• **Exercise goal**
If a line in the entries contains the string "NotFound", include that line in your answer.

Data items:
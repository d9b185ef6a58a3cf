//! Adapters that wrap a [`RepositoryProvider`] and implement the individual
//! repository traits, so services can be constructed from a shared provider.

use std::sync::Arc;

use async_trait::async_trait;
use chrono::{DateTime, Utc};

use crate::{
    Error,
    attempt::{AttemptOutcome, AttemptRecord, TrackerState},
    block::Block,
    repositories::{
        AttemptRepository, AttemptRepositoryProvider, BlockRepository, BlockRepositoryProvider,
        RepositoryProvider,
    },
};

pub struct AttemptRepositoryAdapter<R: RepositoryProvider> {
    provider: Arc<R>,
}

impl<R: RepositoryProvider> AttemptRepositoryAdapter<R> {
    pub fn new(provider: Arc<R>) -> Self {
        Self { provider }
    }
}

#[async_trait]
impl<R: RepositoryProvider> AttemptRepository for AttemptRepositoryAdapter<R> {
    async fn record_attempt(
        &self,
        identity: &str,
        outcome: AttemptOutcome,
        state: TrackerState,
        at: DateTime<Utc>,
    ) -> Result<AttemptRecord, Error> {
        self.provider
            .attempts()
            .record_attempt(identity, outcome, state, at)
            .await
    }

    async fn list_recent(&self, limit: u32) -> Result<Vec<AttemptRecord>, Error> {
        self.provider.attempts().list_recent(limit).await
    }
}

pub struct BlockRepositoryAdapter<R: RepositoryProvider> {
    provider: Arc<R>,
}

impl<R: RepositoryProvider> BlockRepositoryAdapter<R> {
    pub fn new(provider: Arc<R>) -> Self {
        Self { provider }
    }
}

#[async_trait]
impl<R: RepositoryProvider> BlockRepository for BlockRepositoryAdapter<R> {
    async fn create_block(
        &self,
        identity: &str,
        blocked_until: DateTime<Utc>,
        reason: &str,
        at: DateTime<Utc>,
    ) -> Result<Block, Error> {
        self.provider
            .blocks()
            .create_block(identity, blocked_until, reason, at)
            .await
    }

    async fn get_active_block(
        &self,
        identity: &str,
        now: DateTime<Utc>,
    ) -> Result<Option<Block>, Error> {
        self.provider.blocks().get_active_block(identity, now).await
    }

    async fn list_active_blocks(&self, now: DateTime<Utc>) -> Result<Vec<Block>, Error> {
        self.provider.blocks().list_active_blocks(now).await
    }

    async fn delete_block(&self, id: i64) -> Result<bool, Error> {
        self.provider.blocks().delete_block(id).await
    }

    async fn cleanup_expired(&self, before: DateTime<Utc>) -> Result<u64, Error> {
        self.provider.blocks().cleanup_expired(before).await
    }
}
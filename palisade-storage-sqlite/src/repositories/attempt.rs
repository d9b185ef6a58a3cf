//! SQLite implementation of the attempt audit trail repository.

use async_trait::async_trait;
use chrono::{DateTime, Utc};
use palisade_core::{
    AttemptOutcome, AttemptRecord, Error, TrackerState, error::StorageError,
    repositories::AttemptRepository,
};
use sqlx::SqlitePool;

/// SQLite repository for the append-only attempt log.
pub struct SqliteAttemptRepository {
    pool: SqlitePool,
}

impl SqliteAttemptRepository {
    /// Create a new SQLite attempt repository.
    pub fn new(pool: SqlitePool) -> Self {
        Self { pool }
    }
}

/// Internal struct for query results
#[derive(Debug, sqlx::FromRow)]
struct SqliteAttemptRow {
    id: i64,
    identity: String,
    outcome: String,
    state: String,
    created_at: i64,
}

impl TryFrom<SqliteAttemptRow> for AttemptRecord {
    type Error = Error;

    fn try_from(row: SqliteAttemptRow) -> Result<Self, Error> {
        let outcome = AttemptOutcome::parse(&row.outcome).ok_or_else(|| {
            StorageError::Database(format!("Invalid attempt outcome: {}", row.outcome))
        })?;
        let state = TrackerState::parse(&row.state).ok_or_else(|| {
            StorageError::Database(format!("Invalid tracker state: {}", row.state))
        })?;
        let created_at = DateTime::from_timestamp(row.created_at, 0)
            .ok_or_else(|| StorageError::Database("Invalid timestamp".to_string()))?;

        Ok(AttemptRecord {
            id: row.id,
            identity: row.identity,
            outcome,
            state,
            created_at,
        })
    }
}

#[async_trait]
impl AttemptRepository for SqliteAttemptRepository {
    async fn record_attempt(
        &self,
        identity: &str,
        outcome: AttemptOutcome,
        state: TrackerState,
        at: DateTime<Utc>,
    ) -> Result<AttemptRecord, Error> {
        let row = sqlx::query_as::<_, SqliteAttemptRow>(
            r#"
            INSERT INTO login_attempts (identity, outcome, state, created_at)
            VALUES (?, ?, ?, ?)
            RETURNING id, identity, outcome, state, created_at
            "#,
        )
        .bind(identity)
        .bind(outcome.as_str())
        .bind(state.to_string())
        .bind(at.timestamp())
        .fetch_one(&self.pool)
        .await
        .map_err(|e| {
            tracing::error!(error = %e, "Failed to record login attempt");
            StorageError::Database("Failed to record login attempt".to_string())
        })?;

        row.try_into()
    }

    async fn list_recent(&self, limit: u32) -> Result<Vec<AttemptRecord>, Error> {
        let rows = sqlx::query_as::<_, SqliteAttemptRow>(
            r#"
            SELECT id, identity, outcome, state, created_at
            FROM login_attempts
            ORDER BY created_at DESC, id DESC
            LIMIT ?
            "#,
        )
        .bind(limit)
        .fetch_all(&self.pool)
        .await
        .map_err(|e| {
            tracing::error!(error = %e, "Failed to list recent attempts");
            StorageError::Database("Failed to list recent attempts".to_string())
        })?;

        rows.into_iter().map(AttemptRecord::try_from).collect()
    }
}

#[cfg(test)]
mod tests {
    use super::*;
    use crate::migrations::{
        CreateBlocksTable, CreateIndexes, CreateLoginAttemptsTable, SqliteMigrationManager,
    };
    use chrono::{TimeZone, Utc};
    use palisade_migration::{Migration, MigrationManager};
    use sqlx::Sqlite;

    async fn setup_test_db() -> SqlitePool {
        let pool = SqlitePool::connect("sqlite::memory:")
            .await
            .expect("Failed to create pool");

        let manager = SqliteMigrationManager::new(pool.clone());
        manager
            .initialize()
            .await
            .expect("Failed to initialize migrations");

        let migrations: Vec<Box<dyn Migration<Sqlite>>> = vec![
            Box::new(CreateLoginAttemptsTable),
            Box::new(CreateBlocksTable),
            Box::new(CreateIndexes),
        ];
        manager
            .up(&migrations)
            .await
            .expect("Failed to run migrations");

        pool
    }

    fn at(seconds: i64) -> chrono::DateTime<Utc> {
        Utc.timestamp_opt(1_700_000_000 + seconds, 0).unwrap()
    }

    #[tokio::test]
    async fn test_record_attempt() {
        let pool = setup_test_db().await;
        let repo = SqliteAttemptRepository::new(pool);

        let record = repo
            .record_attempt(
                "192.168.1.1",
                AttemptOutcome::Failed,
                TrackerState::Counting(1),
                at(0),
            )
            .await
            .expect("Failed to record attempt");

        assert!(record.id > 0);
        assert_eq!(record.identity, "192.168.1.1");
        assert_eq!(record.outcome, AttemptOutcome::Failed);
        assert_eq!(record.state, TrackerState::Counting(1));
        assert_eq!(record.created_at, at(0));
    }

    #[tokio::test]
    async fn test_outcome_and_state_survive_storage() {
        let pool = setup_test_db().await;
        let repo = SqliteAttemptRepository::new(pool);

        repo.record_attempt(
            "10.0.0.1",
            AttemptOutcome::BlockedTry,
            TrackerState::Blocked,
            at(0),
        )
        .await
        .unwrap();

        let recent = repo.list_recent(1).await.unwrap();
        assert_eq!(recent[0].outcome, AttemptOutcome::BlockedTry);
        assert_eq!(recent[0].state, TrackerState::Blocked);
    }

    #[tokio::test]
    async fn test_list_recent_orders_and_limits() {
        let pool = setup_test_db().await;
        let repo = SqliteAttemptRepository::new(pool);

        for t in 0..5 {
            repo.record_attempt(
                &format!("10.0.0.{t}"),
                AttemptOutcome::Failed,
                TrackerState::Counting(1),
                at(t),
            )
            .await
            .unwrap();
        }

        let recent = repo.list_recent(3).await.unwrap();
        assert_eq!(recent.len(), 3);
        assert_eq!(recent[0].identity, "10.0.0.4");
        assert_eq!(recent[1].identity, "10.0.0.3");
        assert_eq!(recent[2].identity, "10.0.0.2");
    }

    #[tokio::test]
    async fn test_list_recent_ties_broken_by_id() {
        let pool = setup_test_db().await;
        let repo = SqliteAttemptRepository::new(pool);

        // Same second for both rows; insertion order must still win.
        repo.record_attempt("a", AttemptOutcome::Failed, TrackerState::Counting(1), at(0))
            .await
            .unwrap();
        repo.record_attempt("b", AttemptOutcome::Failed, TrackerState::Counting(2), at(0))
            .await
            .unwrap();

        let recent = repo.list_recent(10).await.unwrap();
        assert_eq!(recent[0].identity, "b");
        assert_eq!(recent[1].identity, "a");
    }
}
//! Core functionality for the palisade project
//!
//! This crate contains the domain model, repository traits, and services for
//! tracking failed authentication attempts and blocking abusive identities.
//!
//! The two central pieces are [`services::AttemptTracker`], which classifies
//! each attempt against a sliding failure window, and
//! [`services::BlockRegistry`], which answers whether an identity is
//! currently blocked and for how much longer.
//!
//! Storage backends implement the traits in [`repositories`] and expose them
//! through a [`repositories::RepositoryProvider`].

pub mod attempt;
pub mod block;
pub mod config;
pub mod error;
pub mod repositories;
pub mod services;
pub mod window;

pub use attempt::{AttemptOutcome, AttemptRecord, TrackerState};
pub use block::Block;
pub use config::TrackerConfig;
pub use error::Error;
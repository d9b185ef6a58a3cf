use thiserror::Error;

#[derive(Debug, Error)]
pub enum Error {
    #[error("Storage error: {0}")]
    Storage(#[from] StorageError),
}

#[derive(Debug, Error)]
pub enum StorageError {
    #[error("Database error: {0}")]
    Database(String),

    #[error("Migration error: {0}")]
    Migration(String),

    #[error("Connection error: {0}")]
    Connection(String),

    #[error("Record not found")]
    NotFound,
}

impl Error {
    pub fn is_storage_error(&self) -> bool {
        matches!(self, Error::Storage(_))
    }
}

#[cfg(test)]
mod tests {
    use super::*;

    #[test]
    fn test_error_display() {
        let storage_error = Error::Storage(StorageError::NotFound);
        assert_eq!(storage_error.to_string(), "Storage error: Record not found");

        let db_error = Error::Storage(StorageError::Database("connection refused".to_string()));
        assert_eq!(
            db_error.to_string(),
            "Storage error: Database error: connection refused"
        );
    }

    #[test]
    fn test_error_from_conversion() {
        let storage_error = StorageError::Migration("bad version".to_string());
        let error: Error = storage_error.into();
        assert!(error.is_storage_error());
    }
}
//! Repository traits for the data access layer
//!
//! Services interact with storage exclusively through these traits, so a
//! backend only has to implement two small interfaces plus lifecycle hooks.
//!
//! # Trait Hierarchy
//!
//! - Individual `*Repository` traits define the operations for each data
//!   domain (the attempt audit trail and the block table).
//! - Individual `*RepositoryProvider` traits provide access to each
//!   repository type.
//! - [`RepositoryProvider`] is a supertrait combining the provider traits
//!   plus migration and health-check lifecycle methods.

pub mod adapter;
pub mod attempt;
pub mod block;

pub use adapter::{AttemptRepositoryAdapter, BlockRepositoryAdapter};
pub use attempt::AttemptRepository;
pub use block::BlockRepository;

use async_trait::async_trait;

use crate::Error;

/// Provider trait for attempt audit trail access.
pub trait AttemptRepositoryProvider: Send + Sync + 'static {
    /// The attempt repository implementation type
    type AttemptRepo: AttemptRepository;

    /// Get the attempt repository
    fn attempts(&self) -> &Self::AttemptRepo;
}

/// Provider trait for block record access.
pub trait BlockRepositoryProvider: Send + Sync + 'static {
    /// The block repository implementation type
    type BlockRepo: BlockRepository;

    /// Get the block repository
    fn blocks(&self) -> &Self::BlockRepo;
}

/// Provider trait that storage implementations must implement to provide all
/// repositories, plus lifecycle methods for migrations and health checks.
#[async_trait]
pub trait RepositoryProvider: AttemptRepositoryProvider + BlockRepositoryProvider {
    /// Run migrations for all repositories
    async fn migrate(&self) -> Result<(), Error>;

    /// Health check for all repositories
    async fn health_check(&self) -> Result<(), Error>;
}
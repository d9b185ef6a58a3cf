//! Active-block bookkeeping.

use std::sync::Arc;

use chrono::{DateTime, Utc};

use crate::{Error, block::Block, config::TrackerConfig, repositories::BlockRepository};

/// Registry of identity blocks.
///
/// Answers "is this identity currently blocked, and for how much longer"
/// and creates new blocks when the tracker reports a threshold trip.
/// Expired blocks are filtered at read time; the optional cleanup task only
/// reclaims storage.
pub struct BlockRegistry<R: BlockRepository> {
    repository: Arc<R>,
    config: TrackerConfig,
}

impl<R: BlockRepository> BlockRegistry<R> {
    pub fn new(repository: Arc<R>, config: TrackerConfig) -> Self {
        Self { repository, config }
    }

    /// The active block for `identity`, if any.
    ///
    /// With overlapping blocks the one expiring last is returned, so the
    /// identity stays reported as blocked for the union of the intervals.
    pub async fn active_block(
        &self,
        identity: &str,
        now: DateTime<Utc>,
    ) -> Result<Option<Block>, Error> {
        self.repository.get_active_block(identity, now).await
    }

    /// Whether `identity` is currently blocked (convenience method).
    pub async fn is_blocked(&self, identity: &str, now: DateTime<Utc>) -> Result<bool, Error> {
        Ok(self.active_block(identity, now).await?.is_some())
    }

    /// Create a new block lasting the configured block duration.
    pub async fn block(
        &self,
        identity: &str,
        reason: &str,
        now: DateTime<Utc>,
    ) -> Result<Block, Error> {
        let blocked_until = now + self.config.block_duration;
        let block = self
            .repository
            .create_block(identity, blocked_until, reason, now)
            .await?;
        tracing::info!(
            identity,
            reason,
            blocked_until = %block.blocked_until,
            "identity blocked"
        );
        Ok(block)
    }

    /// Delete a block by id, active or not.
    ///
    /// # Returns
    ///
    /// `true` if a record existed, `false` for an unknown id.
    pub async fn unblock(&self, id: i64) -> Result<bool, Error> {
        let removed = self.repository.delete_block(id).await?;
        if removed {
            tracing::info!(block_id = id, "block removed");
        }
        Ok(removed)
    }

    /// All active blocks, most recent expiry first.
    pub async fn active_blocks(&self, now: DateTime<Utc>) -> Result<Vec<Block>, Error> {
        self.repository.list_active_blocks(now).await
    }

    /// Start the background cleanup task.
    ///
    /// Spawns a task that periodically deletes expired block rows. This is
    /// storage housekeeping only; block enforcement does not depend on it.
    ///
    /// # Arguments
    ///
    /// * `shutdown` - A watch receiver that signals when to stop the task
    pub fn start_cleanup_task(
        &self,
        mut shutdown: tokio::sync::watch::Receiver<bool>,
    ) -> tokio::task::JoinHandle<()> {
        let repository = Arc::clone(&self.repository);

        const CLEANUP_INTERVAL: std::time::Duration = std::time::Duration::from_secs(3600);

        tokio::spawn(async move {
            let mut interval_timer = tokio::time::interval(CLEANUP_INTERVAL);

            loop {
                tokio::select! {
                    _ = interval_timer.tick() => {
                        match repository.cleanup_expired(Utc::now()).await {
                            Ok(count) if count > 0 => {
                                tracing::info!(count, "Cleaned up expired block records");
                            }
                            Err(e) => {
                                tracing::warn!(error = %e, "Failed to cleanup expired block records");
                            }
                            _ => {}
                        }
                    }
                    _ = shutdown.changed() => {
                        tracing::info!("Shutting down block cleanup task");
                        break;
                    }
                }
            }
        })
    }
}
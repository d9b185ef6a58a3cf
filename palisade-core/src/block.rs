//! Block records.

use chrono::{DateTime, Utc};
use serde::{Deserialize, Serialize};

/// A temporary block on an identity.
///
/// Blocks are insert-and-delete only: once created the fields never change,
/// and the only mutation is removal by an explicit unblock. A block is active
/// while `now < blocked_until`; expired rows are simply ignored by queries.
#[derive(Debug, Clone, PartialEq, Serialize, Deserialize)]
pub struct Block {
    pub id: i64,
    pub identity: String,
    pub blocked_until: DateTime<Utc>,
    pub reason: String,
    pub created_at: DateTime<Utc>,
}

impl Block {
    pub fn is_active(&self, now: DateTime<Utc>) -> bool {
        now < self.blocked_until
    }

    /// Whole seconds until expiry, floored at zero.
    pub fn remaining_seconds(&self, now: DateTime<Utc>) -> i64 {
        (self.blocked_until - now).num_seconds().max(0)
    }
}

#[cfg(test)]
mod tests {
    use super::*;
    use chrono::Duration;

    fn block_until(blocked_until: DateTime<Utc>) -> Block {
        Block {
            id: 1,
            identity: "10.0.0.1".to_string(),
            blocked_until,
            reason: "threshold_exceeded".to_string(),
            created_at: blocked_until - Duration::seconds(300),
        }
    }

    #[test]
    fn test_active_until_expiry_instant() {
        let now = Utc::now();
        let block = block_until(now + Duration::seconds(10));

        assert!(block.is_active(now));
        assert!(block.is_active(now + Duration::seconds(9)));
        // Exactly at blocked_until the block is no longer active.
        assert!(!block.is_active(now + Duration::seconds(10)));
        assert!(!block.is_active(now + Duration::seconds(11)));
    }

    #[test]
    fn test_remaining_seconds() {
        let now = Utc::now();
        let block = block_until(now + Duration::seconds(297));

        assert_eq!(block.remaining_seconds(now), 297);
        assert_eq!(block.remaining_seconds(now + Duration::seconds(500)), 0);
    }
}
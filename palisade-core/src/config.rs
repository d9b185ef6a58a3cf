//! Configuration for attempt tracking and blocking.

use chrono::Duration;
use serde::{Deserialize, Deserializer};

/// Tunable parameters for the failure tracker and block registry.
///
/// Pass this explicitly at construction time rather than reading ambient
/// globals, so tests can vary the parameters per case.
///
/// Durations deserialize from whole seconds, e.g.
/// `{ "threshold": 3, "window": 60, "block_duration": 300 }`.
#[derive(Debug, Clone, Deserialize)]
#[serde(default)]
pub struct TrackerConfig {
    /// When false, evaluation is a pass-through and nothing is recorded.
    pub enabled: bool,
    /// Failures within the window needed (inclusive) to trigger a block.
    pub threshold: u32,
    /// Width of the sliding window failures are counted over.
    #[serde(deserialize_with = "duration_seconds")]
    pub window: Duration,
    /// How long a newly created block lasts.
    #[serde(deserialize_with = "duration_seconds")]
    pub block_duration: Duration,
}

impl Default for TrackerConfig {
    fn default() -> Self {
        Self {
            enabled: true,
            threshold: 3,
            window: Duration::seconds(60),
            block_duration: Duration::seconds(300),
        }
    }
}

impl TrackerConfig {
    /// A configuration with tracking turned off entirely.
    pub fn disabled() -> Self {
        Self {
            enabled: false,
            ..Self::default()
        }
    }
}

fn duration_seconds<'de, D>(deserializer: D) -> Result<Duration, D::Error>
where
    D: Deserializer<'de>,
{
    let seconds = i64::deserialize(deserializer)?;
    Ok(Duration::seconds(seconds))
}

• **Your response**
    NotFound,
        let storage_error = Error::Storage(StorageError::NotFound);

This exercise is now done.